Only in law could the result in a 2-2 or 1-1 game be different than a 0-0. If it's zero-zero, Marsh wins a lovely parting gift to life in prison with no possibility of parole. If it's zero-one, Marsh wins life in prison with no possibility of parole. If it's 1-1...Marsh is executed. No wonder they say defense wins championships.

A professor of mine had offered three theories as to how the Supreme Court resolved cases...and it fits here. Marsh got cute -- or at least might have. The Supreme Court's decision is, typical of Justice Thomas, utterly uninstructive, saying only that Marsh did not outweigh the aggravating factors. It's unclear whether the mitigation was actually regarded as "equal" to the aggravation.

If not, then the don't get cute principle definitely applies here. Marsh would have lost on the scoreboard 3-0, and convinced the Kansas Supreme Court that the statutory provision was unconstitutional, because the tie went to the gurney.

Never mind if there wasn't a tie, the statute was unconstitutional. Kansas' Supreme Court got it right, the statute ought to be considered unconstitutional. It's just that there's no as applied challenge here, so Marsh got lucky, his sentence was struck down because of a statute that might have ended up having no impact on him whatsoever.

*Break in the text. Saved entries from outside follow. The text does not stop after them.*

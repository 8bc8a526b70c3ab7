//! Debug-wrapper stripping and backslash unescaping
//!
//! Completion text sometimes arrives as the printed representation of a
//! content block, e.g. `TextBlock(text="# Day Planner\n- [ ] ...")`, with the
//! real newlines turned into `\n` escapes. These helpers recover plain text.

use std::borrow::Cow;
use std::iter::Peekable;
use std::str::CharIndices;
use std::sync::LazyLock;

use regex::{Captures, Regex};
use tracing::debug;

use super::ScheduleError;

/// `Label(text="...")` or `Label(text='...')`, optionally followed by more
/// keyword arguments such as `, type='text'`
static DEBUG_WRAPPER: LazyLock<Regex> = LazyLock::new(|| {
    Regex::new(
        r#"(?s)[A-Za-z_][A-Za-z0-9_]*\(text=(?:"(?P<dq>.*?)"|'(?P<sq>.*?)')(?:,\s*[A-Za-z_][A-Za-z0-9_]*=(?:'[^']*'|"[^"]*"|[^,)]*))*\)"#,
    )
    .expect("debug wrapper pattern is valid")
});

/// Replace every labeled text wrapper with its inner text
///
/// Returns `None` when the text carries no wrapper.
pub fn strip_debug_wrapper(text: &str) -> Option<String> {
    debug!(text_len = text.len(), "strip_debug_wrapper: called");
    let stripped = DEBUG_WRAPPER.replace_all(text, |caps: &Captures| {
        caps.name("dq")
            .or_else(|| caps.name("sq"))
            .map(|m| m.as_str().to_string())
            .unwrap_or_default()
    });
    match stripped {
        Cow::Borrowed(_) => None,
        Cow::Owned(inner) => Some(inner),
    }
}

/// Unwrapped text is an escaped representation when it is still a single
/// line carrying backslash escapes.
///
/// Text that already has real newlines was decoded before (or never encoded),
/// so it is left alone.
pub fn is_escaped(text: &str) -> bool {
    !text.contains('\n') && text.contains('\\')
}

/// Decode backslash escape sequences into literal characters
///
/// Unknown escapes are kept as written. Truncated or out-of-range numeric
/// escapes and a trailing lone backslash are errors.
pub fn unescape(text: &str) -> Result<String, ScheduleError> {
    debug!(text_len = text.len(), "unescape: called");
    let mut out = String::with_capacity(text.len());
    let mut chars = text.char_indices().peekable();

    while let Some((position, c)) = chars.next() {
        if c != '\\' {
            out.push(c);
            continue;
        }

        let Some((_, esc)) = chars.next() else {
            return Err(ScheduleError::Unescape {
                position,
                reason: "trailing backslash".to_string(),
            });
        };

        match esc {
            'n' => out.push('\n'),
            't' => out.push('\t'),
            'r' => out.push('\r'),
            '\\' => out.push('\\'),
            '\'' => out.push('\''),
            '"' => out.push('"'),
            'a' => out.push('\u{07}'),
            'b' => out.push('\u{08}'),
            'f' => out.push('\u{0C}'),
            'v' => out.push('\u{0B}'),
            '\n' => {}
            '0'..='7' => out.push(read_octal(esc, &mut chars)),
            'x' => out.push(read_hex(position, 'x', 2, &mut chars)?),
            'u' => out.push(read_hex(position, 'u', 4, &mut chars)?),
            'U' => out.push(read_hex(position, 'U', 8, &mut chars)?),
            other => {
                out.push('\\');
                out.push(other);
            }
        }
    }

    Ok(out)
}

fn read_octal(first: char, chars: &mut Peekable<CharIndices<'_>>) -> char {
    let mut value = first.to_digit(8).unwrap_or(0);
    for _ in 0..2 {
        match chars.peek().and_then(|(_, c)| c.to_digit(8)) {
            Some(digit) => {
                value = value * 8 + digit;
                chars.next();
            }
            None => break,
        }
    }
    // at most 0o777, always a valid scalar value
    char::from_u32(value).unwrap_or(char::REPLACEMENT_CHARACTER)
}

fn read_hex(
    position: usize,
    kind: char,
    width: usize,
    chars: &mut Peekable<CharIndices<'_>>,
) -> Result<char, ScheduleError> {
    let mut digits = String::with_capacity(width);
    for _ in 0..width {
        match chars.peek() {
            Some((_, c)) if c.is_ascii_hexdigit() => {
                digits.push(*c);
                chars.next();
            }
            _ => {
                return Err(ScheduleError::Unescape {
                    position,
                    reason: format!("truncated \\{}XX escape", kind),
                });
            }
        }
    }

    u32::from_str_radix(&digits, 16)
        .ok()
        .and_then(char::from_u32)
        .ok_or_else(|| ScheduleError::Unescape {
            position,
            reason: format!("\\{}{} is not a valid character", kind, digits),
        })
}

#[cfg(test)]
mod tests {
    use super::*;

    #[test]
    fn test_strip_double_quoted_wrapper() {
        let raw = r##"TextBlock(text="# Day Planner\n- [ ] [9:00am-11:00am] Task A")"##;
        assert_eq!(
            strip_debug_wrapper(raw).as_deref(),
            Some(r"# Day Planner\n- [ ] [9:00am-11:00am] Task A")
        );
    }

    #[test]
    fn test_strip_single_quoted_wrapper_with_kwargs() {
        let raw = "[TextBlock(text='# Day Planner\\nWork', type='text')]";
        assert_eq!(strip_debug_wrapper(raw).as_deref(), Some("[# Day Planner\\nWork]"));
    }

    #[test]
    fn test_strip_leaves_plain_text_alone() {
        let plain = "# Day Planner\n- [ ] [9:00am-10:00am] Email (text review)";
        assert_eq!(strip_debug_wrapper(plain), None);
        assert_eq!(strip_debug_wrapper(r"# Day Planner - [ ] copy C:\tmp"), None);
    }

    #[test]
    fn test_unescape_common_sequences() {
        assert_eq!(unescape(r"a\nb\tc").unwrap(), "a\nb\tc");
        assert_eq!(unescape(r#"I\'m \"here\""#).unwrap(), "I'm \"here\"");
        assert_eq!(unescape(r"back\\slash").unwrap(), "back\\slash");
    }

    #[test]
    fn test_unescape_numeric_sequences() {
        assert_eq!(unescape(r"\x41\u00e9\U0001F3AF").unwrap(), "Aé🎯");
        assert_eq!(unescape(r"\101").unwrap(), "A");
    }

    #[test]
    fn test_unescape_keeps_unknown_escapes() {
        assert_eq!(unescape(r"C:\qux").unwrap(), r"C:\qux");
    }

    #[test]
    fn test_unescape_trailing_backslash_is_error() {
        let err = unescape("oops\\").unwrap_err();
        assert!(matches!(err, ScheduleError::Unescape { position: 4, .. }));
    }

    #[test]
    fn test_unescape_truncated_hex_is_error() {
        assert!(unescape(r"\x4").is_err());
        assert!(unescape(r"\uZZZZ").is_err());
    }

    #[test]
    fn test_unescape_surrogate_is_error() {
        assert!(unescape(r"\ud800").is_err());
    }

    #[test]
    fn test_is_escaped() {
        assert!(is_escaped(r"# Day Planner\n- [ ] task"));
        assert!(!is_escaped("# Day Planner\n- [ ] task"));
        assert!(!is_escaped("# Day Planner"));
    }
}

And, now, as a result, more people will die. Marsh's reign of terror continues, but now he has five accomplices wearing black robes, luring states to execute or execute with red tape more and more offenders and inspiring legislatures to bring back the presumption in favor of the death penalty.

It's a deadly game, and the Court's credibility is the big loser.

*The phrase is mine. Yes, I do feel pretty damn clever.